use crate::{ChatMessage, WordEntry};

#[derive(Debug, Clone)]
pub enum AppEvent {
    UiEvent(UiEvent),
    BackendReady {
        suggested_topics: Vec<String>,
    },
    ShowExplore(ExploreView),
    ShowDictionary(Vec<CardView>),
    SwitchTab(Tab),
    AssistantOpened {
        transcript: Vec<ChatMessage>,
        error: Option<String>,
    },
    AssistantClosed,
    /// A whole transcript line (user echo or fallback notice)
    AssistantMessage(ChatMessage),
    /// Streamed reply fragment, concatenated by the renderer
    AssistantChunk(String),
    AssistantTurnFinished,
    Notice(String),
}

#[derive(Debug, Clone)]
pub enum UiEvent {
    Search(String),
    SelectSuggested(String),
    Retry,
    Reset,
    ToggleSave(WordEntry),
    SwitchTab(Tab),
    ToggleAssistant,
    Ask(String),
    Quit,
}

#[derive(Debug, Clone, Copy, PartialEq, Eq, Default)]
pub enum Tab {
    #[default]
    Explore,
    Dictionary,
}

#[derive(Debug, Clone, Copy, PartialEq, Eq, Default)]
pub enum LoadingState {
    #[default]
    Idle,
    Loading,
    Success,
    Error,
}

/// A word card as shown on either tab
#[derive(Debug, Clone)]
pub struct CardView {
    pub entry: WordEntry,
    pub saved: bool,
}

/// Snapshot of the explore tab
#[derive(Debug, Clone)]
pub struct ExploreView {
    pub topic: String,
    pub status: LoadingState,
    pub cards: Vec<CardView>,
    pub can_reset: bool,
    pub error: Option<String>,
}
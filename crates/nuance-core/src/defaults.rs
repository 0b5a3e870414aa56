use nuance_types::WordEntry;

/// Topic shown before the first search
pub const DEFAULT_TOPIC: &str = "মানব সৃষ্টি";

pub const SUGGESTED_TOPICS: [&str; 5] = [
    "হৃদয় (Heart)",
    "জ্ঞান (Knowledge)",
    "ধৈর্য (Patience)",
    "বিশ্বাস (Iman)",
    "সময় (Time)",
];

/// Built-in cards for the default topic
pub fn default_words() -> [WordEntry; 3] {
    [
        WordEntry::new(
            "الْإِنْسَانُ",
            "আল-ইনসান",
            "মানুষ (বিস্মৃতিপ্রবণ)",
            "যে ভুলে যায়, যে ভীত-চিন্তিত থাকে, যে সামাজিক জীব। এই শব্দটি মানুষের মনস্তাত্ত্বিক দুর্বলতা এবং সামাজিক নির্ভরতা প্রকাশ করে।",
            "সূরা আল-হাশর ৫৯:১৯",
        )
        .with_category("Humanity"),
        WordEntry::new(
            "بَشَرٌ",
            "বাশার",
            "মানুষ (শারীরিক)",
            "যার চামড়া আছে, যাকে ছোঁয়া যায়, যে দৃশ্যমান। এই শব্দটি মানুষের জৈবিক ও শারীরিক দিকটি (যেমন খাওয়া, পান করা, মরণশীলতা) নির্দেশ করে।",
            "সূরা আল-হিজর ১৫:২৬",
        )
        .with_category("Humanity"),
        WordEntry::new(
            "بَنِي آدَمَ",
            "বনী আদম",
            "আদমের সন্তান",
            "আদমের সন্তান হিসেবে মানুষের মর্যাদা, একই বাবার পরিবার এবং একই রক্তের ভাই-বোন হিসেবে ভ্রাতৃত্ববোধ ও সম্মানের প্রতীক।",
            "সূরা আল-ইসরা ১৭:৭০",
        )
        .with_category("Humanity"),
    ]
}

/// Drop a parenthesized annotation from a suggestion label:
/// `"Heart (হৃদয়)"` becomes `"Heart"`.
pub fn clean_topic(label: &str) -> &str {
    label.split('(').next().unwrap_or(label).trim()
}
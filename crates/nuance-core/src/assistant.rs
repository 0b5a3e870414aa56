use futures_util::StreamExt;
use nuance_ai::{AiError, ChatService, ChatSession};
use nuance_types::ChatMessage;

pub const GREETING: &str = "আসসালামু আলাইকুম। আমি আপনার কোরআনিক অ্যাসিস্ট্যান্ট। কোনো নির্দিষ্ট শব্দ বা আয়াতের অর্থ জানতে চাইলে আমাকে প্রশ্ন করতে পারেন।";

/// Appended when a reply fails part way
pub const FALLBACK_NOTICE: &str = "দুঃখিত, যান্ত্রিক ত্রুটির কারণে উত্তর দেওয়া সম্ভব হচ্ছে না।";

#[derive(Debug, Clone, PartialEq, Eq)]
pub struct ChatTranscript {
    messages: Vec<ChatMessage>,
}

impl Default for ChatTranscript {
    fn default() -> Self {
        Self::new()
    }
}

impl ChatTranscript {
    pub fn new() -> Self {
        Self {
            messages: vec![ChatMessage::assistant(GREETING)],
        }
    }

    pub fn messages(&self) -> &[ChatMessage] {
        &self.messages
    }

    pub fn last(&self) -> Option<&ChatMessage> {
        self.messages.last()
    }

    pub fn len(&self) -> usize {
        self.messages.len()
    }

    pub fn is_empty(&self) -> bool {
        self.messages.is_empty()
    }

    pub fn push(&mut self, message: ChatMessage) {
        self.messages.push(message);
    }

    /// Swap the tail for a new value; earlier entries are never touched
    pub fn replace_last(&mut self, message: ChatMessage) {
        match self.messages.last_mut() {
            Some(last) => *last = message,
            None => self.messages.push(message),
        }
    }
}

/// Collects streamed chunks into the reply text
#[derive(Debug, Default)]
pub struct StreamAccumulator {
    text: String,
}

impl StreamAccumulator {
    pub fn new() -> Self {
        Self::default()
    }

    pub fn append(&mut self, chunk: &str) -> &str {
        self.text.push_str(chunk);
        &self.text
    }

    pub fn snapshot(&self) -> String {
        self.text.clone()
    }

    pub fn is_empty(&self) -> bool {
        self.text.is_empty()
    }
}

#[derive(Debug, thiserror::Error)]
pub enum AssistantError {
    #[error("Message is empty")]
    Blank,

    #[error("A reply is still streaming")]
    Busy,

    #[error(transparent)]
    Ai(#[from] AiError),
}

/// Drain one reply stream, handing each non-empty chunk to `on_chunk` in order
pub async fn stream_turn(
    session: &mut dyn ChatSession,
    text: &str,
    mut on_chunk: impl FnMut(String) + Send,
) -> Result<(), AiError> {
    let mut chunks = session.send(text);
    while let Some(chunk) = chunks.next().await {
        let chunk = chunk?;
        if !chunk.is_empty() {
            on_chunk(chunk);
        }
    }
    Ok(())
}

/// A turn in progress. Owns the session until it finishes, which is what
/// keeps turns from overlapping.
pub struct Turn {
    id: u64,
    text: String,
    session: Box<dyn ChatSession>,
}

impl Turn {
    pub fn id(&self) -> u64 {
        self.id
    }

    pub fn text(&self) -> &str {
        &self.text
    }

    pub async fn run(mut self, on_chunk: impl FnMut(String) + Send) -> FinishedTurn {
        let outcome = stream_turn(self.session.as_mut(), &self.text, on_chunk).await;
        FinishedTurn {
            id: self.id,
            session: self.session,
            outcome,
        }
    }
}

pub struct FinishedTurn {
    pub id: u64,
    pub session: Box<dyn ChatSession>,
    pub outcome: Result<(), AiError>,
}

enum SessionSlot {
    Uninitialized,
    Idle(Box<dyn ChatSession>),
    InTurn,
}

struct ActiveTurn {
    id: u64,
    accumulator: StreamAccumulator,
    replied: bool,
}

/// The assistant widget: open flag, lazily opened session and transcript.
/// Dropping the panel closes the session.
pub struct AssistantPanel {
    open: bool,
    slot: SessionSlot,
    transcript: ChatTranscript,
    active: Option<ActiveTurn>,
    next_turn: u64,
    last_error: Option<AiError>,
}

impl Default for AssistantPanel {
    fn default() -> Self {
        Self::new()
    }
}

impl AssistantPanel {
    pub fn new() -> Self {
        Self {
            open: false,
            slot: SessionSlot::Uninitialized,
            transcript: ChatTranscript::new(),
            active: None,
            next_turn: 0,
            last_error: None,
        }
    }

    pub fn is_open(&self) -> bool {
        self.open
    }

    pub fn is_streaming(&self) -> bool {
        self.active.is_some()
    }

    pub fn has_session(&self) -> bool {
        !matches!(self.slot, SessionSlot::Uninitialized)
    }

    pub fn transcript(&self) -> &ChatTranscript {
        &self.transcript
    }

    /// Problem to show inline, e.g. a missing API key
    pub fn last_error(&self) -> Option<&AiError> {
        self.last_error.as_ref()
    }

    /// Flip open/closed. Opening creates the session on first use.
    pub fn toggle_open(&mut self, service: &dyn ChatService) -> bool {
        self.open = !self.open;
        if self.open
            && let Err(e) = self.ensure_session(service)
        {
            tracing::warn!("assistant opened without a session: {e}");
        }
        self.open
    }

    fn ensure_session(&mut self, service: &dyn ChatService) -> Result<(), AiError> {
        if !matches!(self.slot, SessionSlot::Uninitialized) {
            return Ok(());
        }

        match service.open_session() {
            Ok(session) => {
                self.slot = SessionSlot::Idle(session);
                self.last_error = None;
                Ok(())
            }
            Err(e) => {
                self.last_error = Some(e.clone());
                Err(e)
            }
        }
    }

    /// Record the user's message and check the session out for the reply
    pub fn begin_turn(
        &mut self,
        service: &dyn ChatService,
        text: &str,
    ) -> Result<Turn, AssistantError> {
        let text = text.trim();
        if text.is_empty() {
            return Err(AssistantError::Blank);
        }
        if self.active.is_some() {
            return Err(AssistantError::Busy);
        }
        self.ensure_session(service)?;

        let session = match std::mem::replace(&mut self.slot, SessionSlot::InTurn) {
            SessionSlot::Idle(session) => session,
            previous => {
                self.slot = previous;
                return Err(AssistantError::Busy);
            }
        };

        self.next_turn += 1;
        let id = self.next_turn;
        self.transcript.push(ChatMessage::user(text));
        self.active = Some(ActiveTurn {
            id,
            accumulator: StreamAccumulator::new(),
            replied: false,
        });
        tracing::debug!("chat turn #{id} started");

        Ok(Turn {
            id,
            text: text.to_string(),
            session,
        })
    }

    /// Grow the reply of the active turn. The first chunk adds the assistant
    /// entry; later ones replace it with the longer text.
    pub fn apply_chunk(&mut self, turn_id: u64, chunk: &str) -> bool {
        let Some(active) = self.active.as_mut().filter(|a| a.id == turn_id) else {
            tracing::debug!("ignoring chunk for inactive turn #{turn_id}");
            return false;
        };

        let message = ChatMessage::assistant(active.accumulator.append(chunk));
        if active.replied {
            self.transcript.replace_last(message);
        } else {
            self.transcript.push(message);
            active.replied = true;
        }
        true
    }

    /// Take the session back. A failed turn keeps whatever text already
    /// arrived and adds the fallback notice as its own entry.
    pub fn finish_turn(&mut self, finished: FinishedTurn) -> Result<(), AiError> {
        if matches!(self.slot, SessionSlot::InTurn) {
            self.slot = SessionSlot::Idle(finished.session);
        }

        match self.active.take() {
            Some(active) if active.id == finished.id => {}
            other => {
                self.active = other;
                tracing::warn!("finish for unknown turn #{}", finished.id);
                return finished.outcome;
            }
        }

        if let Err(e) = &finished.outcome {
            tracing::error!("chat turn #{} failed: {e}", finished.id);
            self.transcript.push(ChatMessage::assistant(FALLBACK_NOTICE));
        }
        finished.outcome
    }

    /// Run a whole turn in place
    pub async fn send(
        &mut self,
        service: &dyn ChatService,
        text: &str,
    ) -> Result<(), AssistantError> {
        let turn = self.begin_turn(service, text)?;
        let id = turn.id();
        let finished = turn
            .run(|chunk| {
                self.apply_chunk(id, &chunk);
            })
            .await;
        self.finish_turn(finished)?;
        Ok(())
    }
}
------------------------
• Try it: Give the number of lines in the material above where the word "await" appears, without any other words.

• Answer for this exercise: 3